======== Exercise data
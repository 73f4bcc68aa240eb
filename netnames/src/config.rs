//! Configuration of the providers a [`Session`](crate::session::Session) is built from.

use std::fmt::Display;
use std::fs;
use std::net::{IpAddr, Ipv4Addr, SocketAddr};
use std::time::Duration;

use resolv_conf::ScopedIp;
use tracing::{debug, warn};

const RESOLV_CONF: &str = "/etc/resolv.conf";

/// Per-attempt timeout when nothing else is configured, as with `resolv.conf`.
pub const DEFAULT_TIMEOUT: Duration = Duration::from_secs(5);
pub const DEFAULT_ATTEMPTS: u32 = 2;
/// Advertised EDNS payload size.
pub const DEFAULT_BUFSIZE: u16 = 4096; // seems reasonable
/// How long a one-shot lookup in `local.` waits for an answer.
pub const DEFAULT_LOCAL_TIMEOUT: Duration = Duration::from_secs(3);

/// How queries are sent to a unicast nameserver.
#[derive(Copy, Clone, Debug, PartialEq, Eq)]
pub enum ConnectionType {
    /// UDP, retried over TCP if the answer is truncated.
    Udp,
    Tcp,
}

/// The address of a unicast nameserver.
#[derive(Clone, Debug, PartialEq, Eq)]
pub struct Nameserver {
    pub ip: IpAddr,
    pub port: u16,
}

impl Nameserver {
    pub fn new(ip: IpAddr, port: u16) -> Self {
        Self { ip, port }
    }

    pub fn socket_addr(&self) -> SocketAddr {
        SocketAddr::new(self.ip, self.port)
    }
}

impl Display for Nameserver {
    fn fmt(&self, f: &mut std::fmt::Formatter<'_>) -> std::fmt::Result {
        // display mapped IPv4 addresses as plain IPv4 addresses
        let ip = match self.ip {
            IpAddr::V6(ipv6) => match ipv6.to_ipv4() {
                Some(ipv4) if ipv4.to_ipv6_mapped() == ipv6 => ipv4.to_string(),
                _ => format!("[{}]", ipv6),
            },
            ip => ip.to_string(),
        };
        write!(f, "{}:{}", ip, self.port)
    }
}

/// Configuration of the unicast DNS provider.
///
/// # Example
///
/// ```rust
/// use std::time::Duration;
/// use netnames::config::{ConnectionType, Nameserver, ResolverConfig};
///
/// let config = ResolverConfig::default()
///     .with_nameservers(vec![Nameserver::new("192.0.2.53".parse().unwrap(), 53)])
///     .with_timeout(Duration::from_secs(2))
///     .with_connection_type(ConnectionType::Tcp);
/// assert_eq!(config.attempts, 2);
/// ```
#[derive(Clone, Debug, PartialEq, Eq)]
pub struct ResolverConfig {
    /// Nameservers, tried in order (see [`Self::rotate`]).
    ///
    /// Default: `127.0.0.1:53`
    pub nameservers: Vec<Nameserver>,

    /// How long to wait for a single nameserver to answer.
    ///
    /// Default: 5 seconds
    pub timeout: Duration,

    /// How many times the whole nameserver list is tried before giving up.
    ///
    /// Default: 2
    pub attempts: u32,

    /// Start every query at a random nameserver instead of the first one.
    ///
    /// Default: false
    pub rotate: bool,

    /// Default: [`ConnectionType::Udp`]
    pub connection_type: ConnectionType,

    /// EDNS payload size advertised to the nameserver.
    ///
    /// Default: 4096
    pub bufsize: u16,
}

impl Default for ResolverConfig {
    fn default() -> Self {
        Self {
            nameservers: vec![Nameserver::new(IpAddr::V4(Ipv4Addr::LOCALHOST), 53)],
            timeout: DEFAULT_TIMEOUT,
            attempts: DEFAULT_ATTEMPTS,
            rotate: false,
            connection_type: ConnectionType::Udp,
            bufsize: DEFAULT_BUFSIZE,
        }
    }
}

impl ResolverConfig {
    pub fn new() -> Self {
        Self::default()
    }

    /// Reads the system configuration from `/etc/resolv.conf`, falling back to the defaults if the
    /// file is missing or cannot be parsed.
    pub fn from_system() -> Self {
        match fs::read(RESOLV_CONF) {
            Ok(bytes) => Self::from_resolv_conf(&bytes).unwrap_or_else(|e| {
                warn!("Could not parse {}: {}", RESOLV_CONF, e);
                Self::default()
            }),
            Err(e) => {
                debug!("Could not read {}: {}", RESOLV_CONF, e);
                Self::default()
            }
        }
    }

    /// Builds a configuration from the contents of a `resolv.conf` file.
    ///
    /// # Example
    ///
    /// ```rust
    /// use std::time::Duration;
    /// use netnames::config::ResolverConfig;
    ///
    /// let conf = b"nameserver 192.0.2.1\nnameserver 2001:db8::1\noptions timeout:1 attempts:3 rotate\n";
    /// let config = ResolverConfig::from_resolv_conf(conf).unwrap();
    /// assert_eq!(config.nameservers.len(), 2);
    /// assert_eq!(config.timeout, Duration::from_secs(1));
    /// assert_eq!(config.attempts, 3);
    /// assert!(config.rotate);
    /// ```
    pub fn from_resolv_conf(bytes: &[u8]) -> Result<Self, resolv_conf::ParseError> {
        let parsed = resolv_conf::Config::parse(bytes)?;
        let mut config = Self::default();

        let nameservers: Vec<_> = parsed
            .nameservers
            .iter()
            .map(|ip| {
                let ip = match ip {
                    ScopedIp::V4(ip) => IpAddr::V4(*ip),
                    ScopedIp::V6(ip, _) => IpAddr::V6(*ip),
                };
                Nameserver::new(ip, 53)
            })
            .collect();
        if !nameservers.is_empty() {
            config.nameservers = nameservers;
        }
        config.timeout = Duration::from_secs(parsed.timeout.max(1) as u64);
        config.attempts = parsed.attempts.max(1);
        config.rotate = parsed.rotate;
        Ok(config)
    }

    pub fn with_nameservers(mut self, nameservers: Vec<Nameserver>) -> Self {
        self.nameservers = nameservers;
        self
    }

    /// Sets the port of every configured nameserver.
    pub fn with_port(mut self, port: u16) -> Self {
        for nameserver in &mut self.nameservers {
            nameserver.port = port;
        }
        self
    }

    pub fn with_timeout(mut self, timeout: Duration) -> Self {
        self.timeout = timeout;
        self
    }

    /// A value of zero is treated as one attempt.
    pub fn with_attempts(mut self, attempts: u32) -> Self {
        self.attempts = attempts.max(1);
        self
    }

    pub fn with_rotate(mut self, rotate: bool) -> Self {
        self.rotate = rotate;
        self
    }

    pub fn with_connection_type(mut self, connection_type: ConnectionType) -> Self {
        self.connection_type = connection_type;
        self
    }

    pub fn with_bufsize(mut self, bufsize: u16) -> Self {
        self.bufsize = bufsize;
        self
    }
}

/// Configuration of the multicast DNS provider.
#[derive(Clone, Debug, PartialEq, Eq)]
pub struct MdnsConfig {
    /// Maximum time a single (not long-lived) lookup in `local.` waits for an answer before
    /// failing with [`ResolverError::NoName`](netnames_proto::error::ResolverError::NoName).
    ///
    /// Default: 3 seconds
    pub query_timeout: Duration,

    /// Host name (without `.local.`) announced for published services.
    ///
    /// Default: None, i.e. the system's host name
    pub host_name: Option<String>,
}

impl Default for MdnsConfig {
    fn default() -> Self {
        Self {
            query_timeout: DEFAULT_LOCAL_TIMEOUT,
            host_name: None,
        }
    }
}

impl MdnsConfig {
    pub fn new() -> Self {
        Self::default()
    }

    pub fn with_query_timeout(mut self, timeout: Duration) -> Self {
        self.query_timeout = timeout;
        self
    }

    pub fn with_host_name(mut self, host_name: impl Into<String>) -> Self {
        self.host_name = Some(host_name.into());
        self
    }
}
================
> _What is required_
Reproduce every line in the records above that contains the word "before".

> _Your solution_
    /// How many times the whole nameserver list is tried before giving up.
    /// Maximum time a single (not long-lived) lookup in `local.` waits for an answer before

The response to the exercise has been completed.